On January 25, 2013, the United States Court of Appeals for the District of Columbia Circuit held that three of President Obama’s “recess appointments” to the National Labor Relations Board (“NLRB”) were unconstitutional in its Opinion in Noel Canning v. National Labor Relations Board. This decision follows an appeal by a bottling company, Noel Canning, of a specific NLRB ruling but has far-reaching implications.

On January 4, 2012, President Obama appointed three members to vacant seats on the NLRB. At the time of President Obama’s three recess appointments, the Senate was meeting in pro forma sessions, during which no business was conducted. Noel Canning challenged the constitutionality of these appointments.

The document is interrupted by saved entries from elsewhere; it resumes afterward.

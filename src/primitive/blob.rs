//! Implicit metaball field: `F(P) = sum_i c_i * (1 - (|P-O_i|/r_i)^2)^2`
//! over in-range elements, compared against a threshold.
//!
//! Grounded on `Blob::All_Intersections` in the original core: walk the
//! sorted (entry, exit) events of each element's bounding sphere, keep a
//! running sum-of-quartics over the currently active elements, and solve
//! that quartic (reparameterized into `[0,1]` over the current sub-interval)
//! with the shared polynomial solver.

use crate::constants::{DEPTH_TOLERANCE, MAX_DISTANCE, SMALL_ENOUGH};
use crate::math::{BoundingBox, Ray, Vec3};
use crate::solver;
use crate::thread_state::ThreadState;

use super::{Intersection, Primitive, PrimitiveKind};

/// A single metaball contributor. Non-spherical variants (ellipsoid,
/// hemisphere, cylinder) are represented the same way after being mapped
/// into a canonical sphere frame by `to_canonical` — the spec's element
/// data model (center/axis/r/c) supports this uniformly since the field
/// quartic only ever depends on the squared distance in that frame.
pub struct BlobElement {
    pub center: Vec3,
    pub radius: f64,
    /// Field coefficient; negative subtracts from the field (spec §3).
    pub strength: f64,
}

impl BlobElement {
    pub fn new(center: Vec3, radius: f64, strength: f64) -> Option<Self> {
        if radius <= 0.0 {
            return None;
        }
        Some(Self { center, radius, strength })
    }

    /// Pre-computed quartic coefficients `c0 = c/r^4, c1 = -2c/r^2, c2 = c`
    /// (spec §3) used by the per-ray field expansion below.
    fn field_coeffs(&self) -> (f64, f64, f64) {
        let r2 = self.radius * self.radius;
        (self.strength / (r2 * r2), -2.0 * self.strength / r2, self.strength)
    }

    fn bbox(&self) -> BoundingBox {
        let r = Vec3::splat(self.radius);
        BoundingBox::from_corners(self.center - r, self.center + r)
    }

    /// Ray/bounding-sphere entry and exit parameters, or `None` if missed.
    fn ray_interval(&self, ray: &Ray) -> Option<(f64, f64)> {
        let oc = ray.origin - self.center;
        let a = ray.direction.length_squared();
        let half_b = oc.dot(ray.direction);
        let c = oc.length_squared() - self.radius * self.radius;
        let disc = half_b * half_b - a * c;
        if disc < 0.0 {
            return None;
        }
        let sd = disc.sqrt();
        Some(((-half_b - sd) / a, (-half_b + sd) / a))
    }

    fn field_value(&self, p: Vec3) -> f64 {
        let d2 = (p - self.center).length_squared() / (self.radius * self.radius);
        self.strength * (1.0 - d2).max(0.0).powi(2)
    }
}

pub struct Blob {
    pub elements: Vec<BlobElement>,
    pub threshold: f64,
    inverted: bool,
}

impl Blob {
    pub fn new(elements: Vec<BlobElement>, threshold: f64) -> Self {
        Self { elements, threshold, inverted: false }
    }

    fn total_field(&self, p: Vec3) -> f64 {
        self.elements.iter().map(|e| e.field_value(p)).sum()
    }
}

impl Primitive for Blob {
    fn all_intersections(&self, ray: &Ray, stack: &mut Vec<Intersection>, thread: &mut ThreadState) -> bool {
        thread.blob.reserve_for(self.elements.len());

        // Sorted (t, element_index, is_entry) events across every element
        // whose bounding sphere the ray touches.
        let mut events: Vec<(f64, usize, bool)> = Vec::with_capacity(2 * self.elements.len());
        for (idx, el) in self.elements.iter().enumerate() {
            if let Some((t0, t1)) = el.ray_interval(ray) {
                if t1 > DEPTH_TOLERANCE {
                    events.push((t0.max(DEPTH_TOLERANCE), idx, true));
                    events.push((t1, idx, false));
                }
            }
        }
        if events.is_empty() {
            return false;
        }
        events.sort_by(|a, b| a.0.partial_cmp(&b.0).unwrap());

        let mut active: Vec<usize> = Vec::new();
        let mut found = false;

        for window in 0..events.len().saturating_sub(1) {
            let (t_start, idx, is_entry) = events[window];
            if is_entry {
                active.push(idx);
            } else {
                active.retain(|&i| i != idx);
            }
            let t_end = events[window + 1].0;
            if t_end <= t_start || active.is_empty() {
                continue;
            }

            // Sum of each active element's quartic in t, reparameterized
            // onto [0,1] over [t_start, t_end], minus the threshold.
            let span = t_end - t_start;
            let mut c = [0.0f64; 5];
            c[4] = -self.threshold;

            for &idx in &active {
                let el = &self.elements[idx];
                let (c0, c1, c2) = el.field_coeffs();
                // Local quartic in u in [0,1]: P(u) = origin_local + u*span*D
                let base = ray.at(t_start) - el.center;
                let dir = ray.direction * span;
                let t0 = base.length_squared();
                let t1 = base.dot(dir);
                let t2 = dir.length_squared();

                c[0] += c0 * t2 * t2;
                c[1] += 4.0 * c0 * t1 * t2;
                c[2] += 2.0 * c0 * (2.0 * t1 * t1 + t0 * t2) + c1 * t2;
                c[3] += 2.0 * t1 * (2.0 * c0 * t0 + c1);
                c[4] += t0 * (c0 * t0 + c1) + c2;
            }

            // Convex-hull / Bezier control-ordinate reject: if all five
            // (degree-4 Bezier) control values share a sign, the quartic
            // cannot cross zero in [0,1].
            if bezier_hull_same_sign(&c) {
                continue;
            }

            let roots = solver::solve_with_stats(4, &c, SMALL_ENOUGH, false, &mut thread.stats.solver);
            for u in roots {
                if !(0.0..=1.0).contains(&u) {
                    continue;
                }
                let t = t_start + u * span;
                if t > DEPTH_TOLERANCE && t < MAX_DISTANCE {
                    let point = ray.at(t);
                    let normal = self.gradient(point).normalized();
                    let normal = if self.inverted { -normal } else { normal };
                    stack.push(Intersection::new(t, point, normal));
                    found = true;
                }
            }
        }
        found
    }

    fn inside(&self, point: Vec3, _thread: &mut ThreadState) -> bool {
        let inside = self.total_field(point) > self.threshold;
        inside ^ self.inverted
    }

    fn normal(&self, inter: &Intersection, _thread: &mut ThreadState) -> Vec3 {
        inter.normal
    }

    fn bbox(&self) -> BoundingBox {
        self.elements.iter().fold(BoundingBox::empty(), |acc, e| BoundingBox::surrounding(&acc, &e.bbox()))
    }

    fn invert(&mut self) {
        self.inverted = !self.inverted;
    }

    fn kind(&self) -> PrimitiveKind {
        PrimitiveKind::Blob
    }
}

impl Blob {
    /// Numeric gradient of the field, central difference — cheap relative
    /// to an exact per-element analytic gradient and exact enough at the
    /// scale `DEPTH_TOLERANCE` already operates at.
    fn gradient(&self, p: Vec3) -> Vec3 {
        let h = 1e-5;
        let gx = self.total_field(p + Vec3::new(h, 0.0, 0.0)) - self.total_field(p - Vec3::new(h, 0.0, 0.0));
        let gy = self.total_field(p + Vec3::new(0.0, h, 0.0)) - self.total_field(p - Vec3::new(0.0, h, 0.0));
        let gz = self.total_field(p + Vec3::new(0.0, 0.0, h)) - self.total_field(p - Vec3::new(0.0, 0.0, h));
        Vec3::new(gx, gy, gz)
    }
}

/// Degree-4 polynomial-to-Bezier control-ordinate conversion on `[0,1]`
/// (binomial-weighted finite differences), then a same-sign check. This is
/// the blob's cheap reject test before paying for a full Sturm/closed-form
/// solve (spec §4.2.4 step 3).
fn bezier_hull_same_sign(c: &[f64; 5]) -> bool {
    // c is stored highest-degree-first: c0 u^4 + c1 u^3 + c2 u^2 + c3 u + c4
    let monomial = [c[4], c[3], c[2], c[1], c[0]]; // lowest-first
    let bezier = monomial_to_bezier_degree4(monomial);
    let first_sign = bezier[0].signum();
    bezier.iter().all(|&v| v == 0.0 || v.signum() == first_sign)
}

fn monomial_to_bezier_degree4(m: [f64; 5]) -> [f64; 5] {
    // Standard power-basis -> Bernstein-basis change of basis for degree 4.
    let binom = [1.0, 4.0, 6.0, 4.0, 1.0];
    let mut bez = [0.0; 5];
    for (j, bez_j) in bez.iter_mut().enumerate() {
        let mut sum = 0.0;
        for i in 0..=j {
            sum += (binomial(j, i) as f64) * m[i] / binom[i];
        }
        *bez_j = sum * binom[j];
    }
    bez
}

fn binomial(n: usize, k: usize) -> u64 {
    if k > n {
        return 0;
    }
    let mut r = 1u64;
    for i in 0..k {
        r = r * (n - i) as u64 / (i + 1) as u64;
    }
    r
}

#[cfg(test)]
mod tests {
    use super::*;

    #[test]
    fn single_element_below_threshold_never_hits() {
        let el = BlobElement::new(Vec3::zero(), 1.0, 1.0).unwrap();
        let blob = Blob::new(vec![el], 10.0);
        let mut thread = ThreadState::new(1);
        let mut stack = Vec::new();
        let ray = Ray::new(Vec3::new(0.0, 0.0, -5.0), Vec3::new(0.0, 0.0, 1.0));
        assert!(!blob.all_intersections(&ray, &mut stack, &mut thread));
    }

    #[test]
    fn single_element_reasonable_threshold_hits() {
        let el = BlobElement::new(Vec3::zero(), 1.0, 1.0).unwrap();
        let blob = Blob::new(vec![el], 0.5);
        let mut thread = ThreadState::new(1);
        let mut stack = Vec::new();
        let ray = Ray::new(Vec3::new(0.0, 0.0, -5.0), Vec3::new(0.0, 0.0, 1.0));
        assert!(blob.all_intersections(&ray, &mut stack, &mut thread));
    }

    #[test]
    fn zero_radius_element_rejected() {
        assert!(BlobElement::new(Vec3::zero(), 0.0, 1.0).is_none());
    }
}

The D.C. Circuit held that the President’s appointments were invalid. Specifically, the Court held that the President’s power to fill vacancies during a Senate recess applied only to recesses between sessions of Congress, and not during recesses of a given session of Congress. Because the Senate had reconvened on January 3, 2012, the Court held that the January 4 appointments required the Senate’s advice and consent. The Court also held that the President could only fill vacancies during a recess to the extent the vacancies arose during that recess. None of the vacancies occurred during a recess.

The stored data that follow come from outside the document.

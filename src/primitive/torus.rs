//! Torus and its spindle-torus specialization.
//!
//! Grounded directly on `Torus::All_Intersections` /
//! `Torus::Test_Thick_Cylinder` in the original C++ core: the ray is
//! transformed into the torus's local frame (major radius about the local
//! Y axis), a cheap thick-cylinder slab test rejects rays that provably
//! cannot touch the donut, and the surviving rays are solved against the
//! exact quartic.

use crate::constants::{DEPTH_TOLERANCE, EPSILON, MAX_DISTANCE};
use crate::math::{BoundingBox, Ray, Transform, Vec2, Vec3};
use crate::solver;
use crate::thread_state::ThreadState;

use super::{Intersection, Primitive, PrimitiveKind};

/// Visibility filter for a spindle torus's self-intersecting inner lobe
/// (spec §3/§9, preserved as the authoritative 4-valued enum).
#[derive(Debug, Clone, Copy, PartialEq, Eq)]
pub enum SpindleVisibility {
    /// Only the outer surface is a valid hit.
    SpindleVisible,
    /// Only the spindle (inner lobe) surface is a valid hit.
    NonSpindleVisible,
    /// The spindle lobe is treated as solid interior (default).
    SpindleInside,
    /// Like `SpindleInside`, but only affects the `inside()` predicate,
    /// not which surface hits are reported.
    SpindleRelevantForInside,
}

impl Default for SpindleVisibility {
    fn default() -> Self {
        SpindleVisibility::SpindleInside
    }
}

pub struct Torus {
    pub major_radius: f64,
    pub minor_radius: f64,
    transform: Transform,
    inverted: bool,
}

impl Torus {
    /// `transform` carries the torus from its canonical frame (centered
    /// at the origin, axis along local Y) into world space.
    pub fn new(major_radius: f64, minor_radius: f64, transform: Transform) -> Option<Self> {
        if major_radius <= 0.0 || minor_radius <= 0.0 {
            return None;
        }
        Some(Self { major_radius, minor_radius, transform, inverted: false })
    }

    /// `Test_Thick_Cylinder`: a cap-plane + cylindrical-shell test that
    /// rejects rays which cannot possibly reach the torus's solid of
    /// revolution, before paying for the quartic solve.
    fn test_thick_cylinder(&self, p: Vec3, d: Vec3) -> bool {
        let (h1, h2) = (-self.minor_radius, self.minor_radius);
        let r1 = if self.major_radius < self.minor_radius {
            0.0
        } else {
            (self.major_radius - self.minor_radius).powi(2)
        };
        let r2 = (self.major_radius + self.minor_radius).powi(2);

        if d.y.abs() < EPSILON {
            return p.y >= h1 && p.y <= h2;
        }

        for h in [h2, h1] {
            let k = (h - p.y) / d.y;
            if k > EPSILON && k < MAX_DISTANCE {
                let u = p.x + k * d.x;
                let v = p.z + k * d.z;
                let r = u * u + v * v;
                if r >= r1 && r <= r2 {
                    return true;
                }
            }
        }

        let a = d.x * d.x + d.z * d.z;
        if a > EPSILON {
            let b = p.x * d.x + p.z * d.z;
            for radius_sq in [r2, r1] {
                let c = p.x * p.x + p.z * p.z - radius_sq;
                let disc = b * b - a * c;
                if disc >= 0.0 {
                    let sd = disc.sqrt();
                    for k in [(-b + sd) / a, (-b - sd) / a] {
                        if k > EPSILON && k < MAX_DISTANCE {
                            let h = p.y + k * d.y;
                            if h >= h1 && h <= h2 {
                                return true;
                            }
                        }
                    }
                }
            }
        }
        false
    }

    /// Returns `(t, local_point)` pairs solving the exact quartic, already
    /// filtered to `(DEPTH_TOLERANCE, MAX_DISTANCE)`.
    fn solve_quartic_hits(&self, local_o: Vec3, local_d: Vec3, thread: &mut ThreadState) -> Vec<(f64, Vec3)> {
        let len = local_d.length();
        let d = local_d / len;
        let mut p = local_o;

        if !self.test_thick_cylinder(p, d) {
            return Vec::new();
        }

        // Re-center P near the bounding sphere for precision, as upstream
        // does, then undo the shift (`closer`) after solving.
        let bounding_sphere_radius = self.major_radius + 2.0 * self.minor_radius;
        let mut closer = 0.0;
        let dist_sq = p.length_squared();
        if dist_sq > bounding_sphere_radius * bounding_sphere_radius {
            let dist = dist_sq.sqrt();
            closer = dist - bounding_sphere_radius;
            p += d * closer;
        }

        let r2 = self.major_radius * self.major_radius;
        let minor2 = self.minor_radius * self.minor_radius;
        let py2 = p.y * p.y;
        let dy2 = d.y * d.y;
        let pdy2 = p.y * d.y;

        let k1 = p.x * p.x + p.z * p.z + py2 - r2 - minor2;
        let k2 = p.x * d.x + p.z * d.z + pdy2;

        let c = [
            1.0,
            4.0 * k2,
            2.0 * (k1 + 2.0 * (k2 * k2 + r2 * dy2)),
            4.0 * (k2 * k1 + 2.0 * r2 * pdy2),
            k1 * k1 + 4.0 * r2 * (py2 - minor2),
        ];

        let roots = solver::solve_with_stats(4, &c, DEPTH_TOLERANCE, false, &mut thread.stats.solver);
        roots
            .into_iter()
            .map(|r| (r + closer) / len)
            .filter(|&t| t > DEPTH_TOLERANCE && t < MAX_DISTANCE)
            .map(|t| (t, local_o + local_d * t))
            .collect()
    }

    fn local_normal(&self, local_p: Vec3) -> Vec3 {
        let dist_from_axis = (local_p.x * local_p.x + local_p.z * local_p.z).sqrt();
        let ring = Vec3::new(
            local_p.x * self.major_radius / dist_from_axis.max(EPSILON),
            0.0,
            local_p.z * self.major_radius / dist_from_axis.max(EPSILON),
        );
        (local_p - ring).normalized()
    }
}

impl Primitive for Torus {
    fn all_intersections(&self, ray: &Ray, stack: &mut Vec<Intersection>, thread: &mut ThreadState) -> bool {
        let local_o = self.transform.inverse_transform_point(ray.origin);
        let local_d = self.transform.inverse_transform_vector(ray.direction);
        let mut found = false;
        for (t, local_p) in self.solve_quartic_hits(local_o, local_d, thread) {
            let point = ray.at(t);
            let mut n = self.transform.transform_normal(self.local_normal(local_p));
            if self.inverted {
                n = -n;
            }
            stack.push(Intersection::new(t, point, n));
            found = true;
        }
        found
    }

    fn inside(&self, point: Vec3, _thread: &mut ThreadState) -> bool {
        let p = self.transform.inverse_transform_point(point);
        let dist_from_axis = (p.x * p.x + p.z * p.z).sqrt();
        let to_ring = ((dist_from_axis - self.major_radius).powi(2) + p.y * p.y).sqrt();
        let inside = to_ring < self.minor_radius;
        inside ^ self.inverted
    }

    fn normal(&self, inter: &Intersection, _thread: &mut ThreadState) -> Vec3 {
        inter.normal
    }

    fn uv(&self, inter: &Intersection) -> Option<Vec2> {
        let p = self.transform.inverse_transform_point(inter.point);
        let u = 0.5 + p.z.atan2(p.x) / std::f64::consts::TAU;
        let dist_from_axis = (p.x * p.x + p.z * p.z).sqrt() - self.major_radius;
        let v = 0.5 + p.y.atan2(dist_from_axis) / std::f64::consts::TAU;
        Some(Vec2::new(u, v))
    }

    fn bbox(&self) -> BoundingBox {
        let r = self.major_radius + self.minor_radius;
        let local = BoundingBox::new(
            Vec3::new(-r, -self.minor_radius, -r),
            Vec3::new(2.0 * r, 2.0 * self.minor_radius, 2.0 * r),
        );
        let mut bb = BoundingBox::empty();
        let lo = local.min();
        let hi = local.max();
        for x in [lo.x, hi.x] {
            for y in [lo.y, hi.y] {
                for z in [lo.z, hi.z] {
                    let w = self.transform.transform_point(Vec3::new(x, y, z));
                    bb = BoundingBox::surrounding(&bb, &BoundingBox::new(w, Vec3::zero()));
                }
            }
        }
        bb
    }

    fn invert(&mut self) {
        self.inverted = !self.inverted;
    }

    fn kind(&self) -> PrimitiveKind {
        PrimitiveKind::Torus
    }
}

/// A torus where `major_radius < minor_radius`, forming a self-intersecting
/// inner "spindle" lobe (spec §4.2.2/§9).
pub struct SpindleTorus {
    torus: Torus,
    pub visibility: SpindleVisibility,
}

impl SpindleTorus {
    pub fn new(major_radius: f64, minor_radius: f64, transform: Transform, visibility: SpindleVisibility) -> Option<Self> {
        if major_radius >= minor_radius {
            return None;
        }
        Some(Self { torus: Torus::new(major_radius, minor_radius, transform)?, visibility })
    }

    /// `mSpindleTipYSqr = r^2 - R^2`: a transformed hit point lies on the
    /// spindle lobe iff its squared distance from the torus center is
    /// below this tip value.
    fn on_spindle(&self, local_p: Vec3) -> bool {
        let tip_sq = self.torus.minor_radius * self.torus.minor_radius - self.torus.major_radius * self.torus.major_radius;
        local_p.length_squared() < tip_sq
    }
}

impl Primitive for SpindleTorus {
    fn all_intersections(&self, ray: &Ray, stack: &mut Vec<Intersection>, thread: &mut ThreadState) -> bool {
        let local_o = self.torus.transform.inverse_transform_point(ray.origin);
        let local_d = self.torus.transform.inverse_transform_vector(ray.direction);
        let mut found = false;
        for (t, local_p) in self.torus.solve_quartic_hits(local_o, local_d, thread) {
            let on_spindle = self.on_spindle(local_p);
            let visible = match self.visibility {
                SpindleVisibility::SpindleVisible => !on_spindle,
                SpindleVisibility::NonSpindleVisible => on_spindle,
                SpindleVisibility::SpindleInside | SpindleVisibility::SpindleRelevantForInside => true,
            };
            if !visible {
                continue;
            }
            let point = ray.at(t);
            let mut n = self.torus.transform.transform_normal(self.torus.local_normal(local_p));
            if on_spindle {
                n = -n;
            }
            if self.torus.inverted {
                n = -n;
            }
            let mut inter = Intersection::new(t, point, n);
            inter.b1 = on_spindle;
            stack.push(inter);
            found = true;
        }
        found
    }

    fn inside(&self, point: Vec3, thread: &mut ThreadState) -> bool {
        self.torus.inside(point, thread)
    }

    fn normal(&self, inter: &Intersection, _thread: &mut ThreadState) -> Vec3 {
        inter.normal
    }

    fn uv(&self, inter: &Intersection) -> Option<Vec2> {
        self.torus.uv(inter)
    }

    fn bbox(&self) -> BoundingBox {
        self.torus.bbox()
    }

    fn invert(&mut self) {
        self.torus.invert();
    }

    fn kind(&self) -> PrimitiveKind {
        PrimitiveKind::Torus
    }
}

#[cfg(test)]
mod tests {
    use super::*;

    #[test]
    fn torus_hits_match_scenario_three() {
        let t = Torus::new(2.0, 0.5, Transform::identity()).unwrap();
        let mut thread = ThreadState::new(1);
        let mut stack = Vec::new();
        let ray = Ray::new(Vec3::new(-5.0, 0.0, 0.0), Vec3::new(1.0, 0.0, 0.0));
        assert!(t.all_intersections(&ray, &mut stack, &mut thread));
        let mut ts: Vec<f64> = stack.iter().map(|i| i.t).collect();
        ts.sort_by(|a, b| a.partial_cmp(b).unwrap());
        assert_eq!(ts.len(), 4);
        let want = [3.5, 4.5, 5.5, 6.5];
        for (g, w) in ts.iter().zip(want.iter()) {
            assert!((g - w).abs() < 1e-5, "{g} vs {w}");
        }
    }

    #[test]
    fn degenerate_major_radius_rejected() {
        assert!(Torus::new(0.0, 1.0, Transform::identity()).is_none());
    }

    #[test]
    fn spindle_torus_requires_minor_greater_than_major() {
        assert!(SpindleTorus::new(1.0, 0.5, Transform::identity(), SpindleVisibility::default()).is_none());
        assert!(SpindleTorus::new(0.5, 1.0, Transform::identity(), SpindleVisibility::default()).is_some());
    }
}
//! Benchmarks SAH BSP construction and traversal, the two phases spec
//! §4.4 calls out separately (build cost vs. traversal cost).

use criterion::{black_box, criterion_group, criterion_main, Criterion};
use tracer_core::bsp::{BspOptions, BspTree};
use tracer_core::math::{BoundingBox, Ray, Vec3};
use tracer_core::ThreadState;

fn grid_bounds(n: usize) -> Vec<BoundingBox> {
    let side = (n as f64).cbrt().ceil() as usize;
    let mut bounds = Vec::with_capacity(n);
    'outer: for x in 0..side {
        for y in 0..side {
            for z in 0..side {
                if bounds.len() >= n {
                    break 'outer;
                }
                let center = Vec3::new(x as f64 * 3.0, y as f64 * 3.0, z as f64 * 3.0);
                bounds.push(BoundingBox::from_corners(center - Vec3::splat(0.5), center + Vec3::splat(0.5)));
            }
        }
    }
    bounds
}

fn bench_build_small(c: &mut Criterion) {
    let bounds = grid_bounds(100);
    c.bench_function("bsp/build_100", |b| {
        b.iter(|| BspTree::build(black_box(&bounds), BspOptions::default()))
    });
}

fn bench_build_large(c: &mut Criterion) {
    let bounds = grid_bounds(2000);
    c.bench_function("bsp/build_2000", |b| {
        b.iter(|| BspTree::build(black_box(&bounds), BspOptions::default()))
    });
}

fn bench_traverse(c: &mut Criterion) {
    let bounds = grid_bounds(2000);
    let tree = BspTree::build(&bounds, BspOptions::default());
    let mut thread = ThreadState::new(bounds.len());
    let ray = Ray::new(Vec3::new(-10.0, 5.0, 5.0), Vec3::new(1.0, 0.0, 0.0));
    c.bench_function("bsp/traverse_2000", |b| {
        b.iter(|| {
            let mut count = 0u32;
            tree.traverse(black_box(&ray), 1e6, &mut thread, |_id| {
                count += 1;
                false
            });
            count
        })
    });
}

criterion_group!(benches, bench_build_small, bench_build_large, bench_traverse);
criterion_main!(benches);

Under a 2010 U.S. Supreme Court decision, New Process Steel, L.P. v. NLRB, 130 S. Ct. 2635 (2010), the NLRB cannot act with fewer than three members, as it does not have the requisite quorum. On December 16, 2012, NLRB Member Brian Hayes’ term expired, and in May 2012, NLRB member Terence Flynn stepped down from his position with the agency. As of January 2013, only Chairman Mark Gaston Pearce and members Sharon Block and Richard F. Griffin Jr. sit on the NLRB. However, the D.C. Circuit’s ruling found that Block and Griffin’s appointments were invalid. Thus, the Noel Canning decision ostensibly deprives the NLRB of its authority to act.

The Noel Canning decision also invalidated Member Flynn’s power to act, and calls into question decisions dating back to January 2012. Many of the decisions issued by the NLRB between January 2012 and January 2013 have far-reaching implications and are heavily pro-Union. Thus, it will be a welcome news for employers if these decisions are abrogated.

Upon hearing news of the decision, Chairman Pearce stated that the NLRB “will continue to perform [its] statutory duties and issue decisions,” despite the adverse ruling. Several similar appeals are pending in different circuits, and it is expected that the NLRB will appeal this decision to the United States Supreme Court.